/// Renderer-facing view of the active request
#[derive(Debug, Clone, PartialEq, Eq, Serialize)]
pub struct Presentation {
    /// Ticket to pass back to `accept` / `dismiss`
    pub ticket: Ticket,
    /// Kind being requested
    pub kind: RequestKind,
    /// Symbol and copy
    pub metadata: &'static RequestMetadata,
    /// Bound call-to-action
    pub cta: CallToAction,
    /// Button text for `cta`
    pub cta_text: &'static str,
    /// Button text for declining
    pub dismiss_text: &'static str,
    /// Grant status may be outdated
    pub stale: bool,
    /// An accept is in flight
    pub accepting: bool,
}

impl From<&ActiveRequest> for Presentation {
    fn from(active: &ActiveRequest) -> Self {
        let metadata = active.request.kind.metadata();
        Self {
            ticket: active.ticket,
            kind: active.request.kind,
            metadata,
            cta: active.cta,
            cta_text: match active.cta {
                CallToAction::Primary => metadata.cta,
                CallToAction::OpenSettings => SETTINGS_CTA,
            },
            dismiss_text: metadata.dismiss,
            stale: active.stale,
            accepting: active.accepting,
        }
    }
}

/// Arbiter state: the single active slot plus ticket bookkeeping
#[derive(Debug, Clone, Default)]
pub struct ArbiterState {
    /// Highest ticket issued so far
    pub latest_ticket: u64,
    /// Request whose UI is visible
    pub active: Option<ActiveRequest>,
    /// Last phase reported by the lifecycle gate
    pub phase: LifecyclePhase,
}

impl ArbiterState {
    /// View of the active request, if any
    #[must_use]
    pub fn presentation(&self) -> Option<Presentation> {
        self.active.as_ref().map(Presentation::from)
    }

    fn active_mut(&mut self, ticket: Ticket) -> Option<&mut ActiveRequest> {
        self.active.as_mut().filter(|active| active.ticket == ticket)
    }

    fn take_active(&mut self, ticket: Ticket) -> Option<ActiveRequest> {
        if self.active.as_ref().is_some_and(|active| active.ticket == ticket) {
            self.active.take()
        } else {
            None
        }
    }
}

/// Actions for the arbiter
#[derive(Debug, Clone)]
pub enum ArbiterAction {
    /// A producer submitted a request (from the bus)
    Requested(CapabilityRequest),
    /// Initial probe finished
    Probed {
        /// Ticket assigned on arrival
        ticket: Ticket,
        /// The probed request
        request: CapabilityRequest,
        /// Probe result
        state: GrantState,
    },
    /// Renderer: the user pressed the call-to-action
    Accept {
        /// Presented ticket
        ticket: Ticket,
    },
    /// The kind's action finished
    ActionCompleted {
        /// Ticket the action ran for
        ticket: Ticket,
        /// Whether access was obtained
        granted: bool,
    },
    /// The Settings app was opened
    SettingsOpened {
        /// Ticket the settings CTA belonged to
        ticket: Ticket,
    },
    /// A follow-up probe (after a failed action or on foreground) finished
    Reprobed {
        /// Ticket re-probed
        ticket: Ticket,
        /// Probe result
        state: GrantState,
        /// Issued by a failed action rather than a return to foreground
        after_action: bool,
    },
    /// Renderer: the user declined
    Dismiss {
        /// Presented ticket
        ticket: Ticket,
    },
    /// The scene lifecycle changed
    PhaseChanged(LifecyclePhase),
}

/// Dependencies of the arbiter
#[derive(Clone)]
pub struct ArbiterEnvironment {
    /// Probes and actions per kind
    pub catalog: Arc<Catalog>,
    /// Settings deep-link collaborator
    pub settings: Arc<dyn SettingsOpener>,
    /// Marked when the review prompt runs
    pub rating: Arc<RatingGate>,
}

impl ArbiterEnvironment {
    /// Creates a new `ArbiterEnvironment`
    #[must_use]
    pub const fn new(
        catalog: Arc<Catalog>,
        settings: Arc<dyn SettingsOpener>,
        rating: Arc<RatingGate>,
    ) -> Self {
        Self {
            catalog,
            settings,
            rating,
        }
    }
}

type Effects = SmallVec<[Effect<ArbiterAction>; 4]>;

/// Reducer for capability arbitration
#[derive(Clone, Debug, Default)]
pub struct ArbiterReducer;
--------
INSTRUCTIONS TO FOLLOW
Write down all the entries again without a single difference.

RESULT FOR THIS EXERCISE
/// Renderer-facing view of the active request
#[derive(Debug, Clone, PartialEq, Eq, Serialize)]
pub struct Presentation {
    /// Ticket to pass back to `accept` / `dismiss`
    pub ticket: Ticket,
    /// Kind being requested
    pub kind: RequestKind,
    /// Symbol and copy
    pub metadata: &'static RequestMetadata,
    /// Bound call-to-action
    pub cta: CallToAction,
    /// Button text for `cta`
    pub cta_text: &'static str,
    /// Button text for declining
    pub dismiss_text: &'static str,
    /// Grant status may be outdated
    pub stale: bool,
    /// An accept is in flight
    pub accepting: bool,
}

impl From<&ActiveRequest> for Presentation {
    fn from(active: &ActiveRequest) -> Self {
        let metadata = active.request.kind.metadata();
        Self {
            ticket: active.ticket,
            kind: active.request.kind,
            metadata,
            cta: active.cta,
            cta_text: match active.cta {
                CallToAction::Primary => metadata.cta,
                CallToAction::OpenSettings => SETTINGS_CTA,
            },
            dismiss_text: metadata.dismiss,
            stale: active.stale,
            accepting: active.accepting,
        }
    }
}

/// Arbiter state: the single active slot plus ticket bookkeeping
#[derive(Debug, Clone, Default)]
pub struct ArbiterState {
    /// Highest ticket issued so far
    pub latest_ticket: u64,
    /// Request whose UI is visible
    pub active: Option<ActiveRequest>,
    /// Last phase reported by the lifecycle gate
    pub phase: LifecyclePhase,
}

impl ArbiterState {
    /// View of the active request, if any
    #[must_use]
    pub fn presentation(&self) -> Option<Presentation> {
        self.active.as_ref().map(Presentation::from)
    }

    fn active_mut(&mut self, ticket: Ticket) -> Option<&mut ActiveRequest> {
        self.active.as_mut().filter(|active| active.ticket == ticket)
    }

    fn take_active(&mut self, ticket: Ticket) -> Option<ActiveRequest> {
        if self.active.as_ref().is_some_and(|active| active.ticket == ticket) {
            self.active.take()
        } else {
            None
        }
    }
}

/// Actions for the arbiter
#[derive(Debug, Clone)]
pub enum ArbiterAction {
    /// A producer submitted a request (from the bus)
    Requested(CapabilityRequest),
    /// Initial probe finished
    Probed {
        /// Ticket assigned on arrival
        ticket: Ticket,
        /// The probed request
        request: CapabilityRequest,
        /// Probe result
        state: GrantState,
    },
    /// Renderer: the user pressed the call-to-action
    Accept {
        /// Presented ticket
        ticket: Ticket,
    },
    /// The kind's action finished
    ActionCompleted {
        /// Ticket the action ran for
        ticket: Ticket,
        /// Whether access was obtained
        granted: bool,
    },
    /// The Settings app was opened
    SettingsOpened {
        /// Ticket the settings CTA belonged to
        ticket: Ticket,
    },
    /// A follow-up probe (after a failed action or on foreground) finished
    Reprobed {
        /// Ticket re-probed
        ticket: Ticket,
        /// Probe result
        state: GrantState,
        /// Issued by a failed action rather than a return to foreground
        after_action: bool,
    },
    /// Renderer: the user declined
    Dismiss {
        /// Presented ticket
        ticket: Ticket,
    },
    /// The scene lifecycle changed
    PhaseChanged(LifecyclePhase),
}

/// Dependencies of the arbiter
#[derive(Clone)]
pub struct ArbiterEnvironment {
    /// Probes and actions per kind
    pub catalog: Arc<Catalog>,
    /// Settings deep-link collaborator
    pub settings: Arc<dyn SettingsOpener>,
    /// Marked when the review prompt runs
    pub rating: Arc<RatingGate>,
}

impl ArbiterEnvironment {
    /// Creates a new `ArbiterEnvironment`
    #[must_use]
    pub const fn new(
        catalog: Arc<Catalog>,
        settings: Arc<dyn SettingsOpener>,
        rating: Arc<RatingGate>,
    ) -> Self {
        Self {
            catalog,
            settings,
            rating,
        }
    }
}

type Effects = SmallVec<[Effect<ArbiterAction>; 4]>;

/// Reducer for capability arbitration
#[derive(Clone, Debug, Default)]
pub struct ArbiterReducer;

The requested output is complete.